Stored data entries:
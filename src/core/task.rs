//! Task data model for the orchestration engine.
//!
//! A [`TaskSpec`] describes one unit of requested work, a [`TaskResult`]
//! is the outcome reported by the unit that ran it, and a [`TaskId`]
//! names a task inside one dependency-graph submission.

use serde::{Deserialize, Serialize};

/// Summary used when a unit's run errors or panics instead of returning a result.
pub const UNIT_FAILED_SUMMARY: &str = "unit failed with exception";

/// Identifier for a task within one dependency-graph submission.
///
/// Ids are caller-chosen strings; uniqueness is a property of the
/// submitted mapping, not something the engine generates.
#[derive(Debug, Clone, PartialEq, Eq, Hash, PartialOrd, Ord, Serialize, Deserialize)]
#[serde(transparent)]
pub struct TaskId(pub String);

impl TaskId {
    /// Create a task id from anything string-like.
    pub fn new(id: impl Into<String>) -> Self {
        Self(id.into())
    }

    /// Borrow the id as a string slice.
    pub fn as_str(&self) -> &str {
        &self.0
    }
}

impl std::fmt::Display for TaskId {
    fn fmt(&self, f: &mut std::fmt::Formatter<'_>) -> std::fmt::Result {
        write!(f, "{}", self.0)
    }
}

impl From<&str> for TaskId {
    fn from(s: &str) -> Self {
        Self(s.to_string())
    }
}

impl From<String> for TaskId {
    fn from(s: String) -> Self {
        Self(s)
    }
}

impl std::borrow::Borrow<str> for TaskId {
    fn borrow(&self) -> &str {
        &self.0
    }
}

/// One unit of requested work.
///
/// `dependencies` only matter to the dependency-graph strategy; the
/// parallel and sequential strategies ignore them.
#[derive(Debug, Clone, Default, PartialEq, Eq, Serialize, Deserialize)]
pub struct TaskSpec {
    /// The instruction given to the work unit.
    #[serde(alias = "task")]
    pub description: String,
    /// Hint passed through to the factory, opaque to the engine.
    #[serde(default, skip_serializing_if = "Option::is_none")]
    pub model: Option<String>,
    /// Supplementary text given to the work unit.
    #[serde(default)]
    pub context: String,
    /// Tasks that must complete before this one starts.
    #[serde(default, skip_serializing_if = "Vec::is_empty")]
    pub dependencies: Vec<TaskId>,
}

impl TaskSpec {
    /// Create a spec with the given description and no model, context or dependencies.
    pub fn new(description: impl Into<String>) -> Self {
        Self {
            description: description.into(),
            ..Default::default()
        }
    }

    pub fn with_model(mut self, model: impl Into<String>) -> Self {
        self.model = Some(model.into());
        self
    }

    pub fn with_context(mut self, context: impl Into<String>) -> Self {
        self.context = context.into();
        self
    }

    pub fn with_dependencies<I, T>(mut self, deps: I) -> Self
    where
        I: IntoIterator<Item = T>,
        T: Into<TaskId>,
    {
        self.dependencies = deps.into_iter().map(Into::into).collect();
        self
    }
}

/// Outcome of one work unit.
///
/// `error` is normally set exactly when `success` is false, but units may
/// report inconsistent combinations and the engine passes them through.
#[derive(Debug, Clone, PartialEq, Eq, Serialize, Deserialize)]
pub struct TaskResult {
    pub success: bool,
    /// Human-readable outcome, injected as context for dependents.
    pub summary: String,
    #[serde(default, skip_serializing_if = "Option::is_none")]
    pub error: Option<String>,
}

impl TaskResult {
    pub fn success(summary: impl Into<String>) -> Self {
        Self {
            success: true,
            summary: summary.into(),
            error: None,
        }
    }

    pub fn failure(summary: impl Into<String>, error: impl Into<String>) -> Self {
        Self {
            success: false,
            summary: summary.into(),
            error: Some(error.into()),
        }
    }

    /// Result recorded for a unit whose run errored or panicked.
    pub fn from_exception(message: impl Into<String>) -> Self {
        Self::failure(UNIT_FAILED_SUMMARY, message)
    }
}

/// Join two context fragments with a blank line.
///
/// Mirrors how contexts are assembled for chained units: the accumulated
/// part always comes first, even when either side is empty.
pub fn join_context(accumulated: &str, own: &str) -> String {
    format!("{}\n\n{}", accumulated, own)
}

/// Labeled rendition of a predecessor's summary in a sequential chain.
pub fn previous_step_block(summary: &str) -> String {
    format!("\n\nPrevious step result:\n{}", summary)
}

/// Labeled rendition of a dependency's summary in a graph submission.
pub fn dependency_block(id: &TaskId, summary: &str) -> String {
    format!("\n\nDependency {} result:\n{}", id, summary)
}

Assignment - Word for word, write out all of the entries.

Exercise response -
filename src/core/task.rs
//! Task data model for the orchestration engine.
//!
//! A [`TaskSpec`] describes one unit of requested work, a [`TaskResult`]
//! is the outcome reported by the unit that ran it, and a [`TaskId`]
//! names a task inside one dependency-graph submission.

use serde::{Deserialize, Serialize};

/// Summary used when a unit's run errors or panics instead of returning a result.
pub const UNIT_FAILED_SUMMARY: &str = "unit failed with exception";

/// Identifier for a task within one dependency-graph submission.
///
/// Ids are caller-chosen strings; uniqueness is a property of the
/// submitted mapping, not something the engine generates.
#[derive(Debug, Clone, PartialEq, Eq, Hash, PartialOrd, Ord, Serialize, Deserialize)]
#[serde(transparent)]
pub struct TaskId(pub String);

impl TaskId {
    /// Create a task id from anything string-like.
    pub fn new(id: impl Into<String>) -> Self {
        Self(id.into())
    }

    /// Borrow the id as a string slice.
    pub fn as_str(&self) -> &str {
        &self.0
    }
}

impl std::fmt::Display for TaskId {
    fn fmt(&self, f: &mut std::fmt::Formatter<'_>) -> std::fmt::Result {
        write!(f, "{}", self.0)
    }
}

impl From<&str> for TaskId {
    fn from(s: &str) -> Self {
        Self(s.to_string())
    }
}

impl From<String> for TaskId {
    fn from(s: String) -> Self {
        Self(s)
    }
}

impl std::borrow::Borrow<str> for TaskId {
    fn borrow(&self) -> &str {
        &self.0
    }
}

/// One unit of requested work.
///
/// `dependencies` only matter to the dependency-graph strategy; the
/// parallel and sequential strategies ignore them.
#[derive(Debug, Clone, Default, PartialEq, Eq, Serialize, Deserialize)]
pub struct TaskSpec {
    /// The instruction given to the work unit.
    #[serde(alias = "task")]
    pub description: String,
    /// Hint passed through to the factory, opaque to the engine.
    #[serde(default, skip_serializing_if = "Option::is_none")]
    pub model: Option<String>,
    /// Supplementary text given to the work unit.
    #[serde(default)]
    pub context: String,
    /// Tasks that must complete before this one starts.
    #[serde(default, skip_serializing_if = "Vec::is_empty")]
    pub dependencies: Vec<TaskId>,
}

impl TaskSpec {
    /// Create a spec with the given description and no model, context or dependencies.
    pub fn new(description: impl Into<String>) -> Self {
        Self {
            description: description.into(),
            ..Default::default()
        }
    }

    pub fn with_model(mut self, model: impl Into<String>) -> Self {
        self.model = Some(model.into());
        self
    }

    pub fn with_context(mut self, context: impl Into<String>) -> Self {
        self.context = context.into();
        self
    }

    pub fn with_dependencies<I, T>(mut self, deps: I) -> Self
    where
        I: IntoIterator<Item = T>,
        T: Into<TaskId>,
    {
        self.dependencies = deps.into_iter().map(Into::into).collect();
        self
    }
}

/// Outcome of one work unit.
///
/// `error` is normally set exactly when `success` is false, but units may
/// report inconsistent combinations and the engine passes them through.
#[derive(Debug, Clone, PartialEq, Eq, Serialize, Deserialize)]
pub struct TaskResult {
    pub success: bool,
    /// Human-readable outcome, injected as context for dependents.
    pub summary: String,
    #[serde(default, skip_serializing_if = "Option::is_none")]
    pub error: Option<String>,
}

impl TaskResult {
    pub fn success(summary: impl Into<String>) -> Self {
        Self {
            success: true,
            summary: summary.into(),
            error: None,
        }
    }

    pub fn failure(summary: impl Into<String>, error: impl Into<String>) -> Self {
        Self {
            success: false,
            summary: summary.into(),
            error: Some(error.into()),
        }
    }

    /// Result recorded for a unit whose run errored or panicked.
    pub fn from_exception(message: impl Into<String>) -> Self {
        Self::failure(UNIT_FAILED_SUMMARY, message)
    }
}

/// Join two context fragments with a blank line.
///
/// Mirrors how contexts are assembled for chained units: the accumulated
/// part always comes first, even when either side is empty.
pub fn join_context(accumulated: &str, own: &str) -> String {
    format!("{}\n\n{}", accumulated, own)
}

/// Labeled rendition of a predecessor's summary in a sequential chain.
pub fn previous_step_block(summary: &str) -> String {
    format!("\n\nPrevious step result:\n{}", summary)
}

/// Labeled rendition of a dependency's summary in a graph submission.
pub fn dependency_block(id: &TaskId, summary: &str) -> String {
    format!("\n\nDependency {} result:\n{}", id, summary)
}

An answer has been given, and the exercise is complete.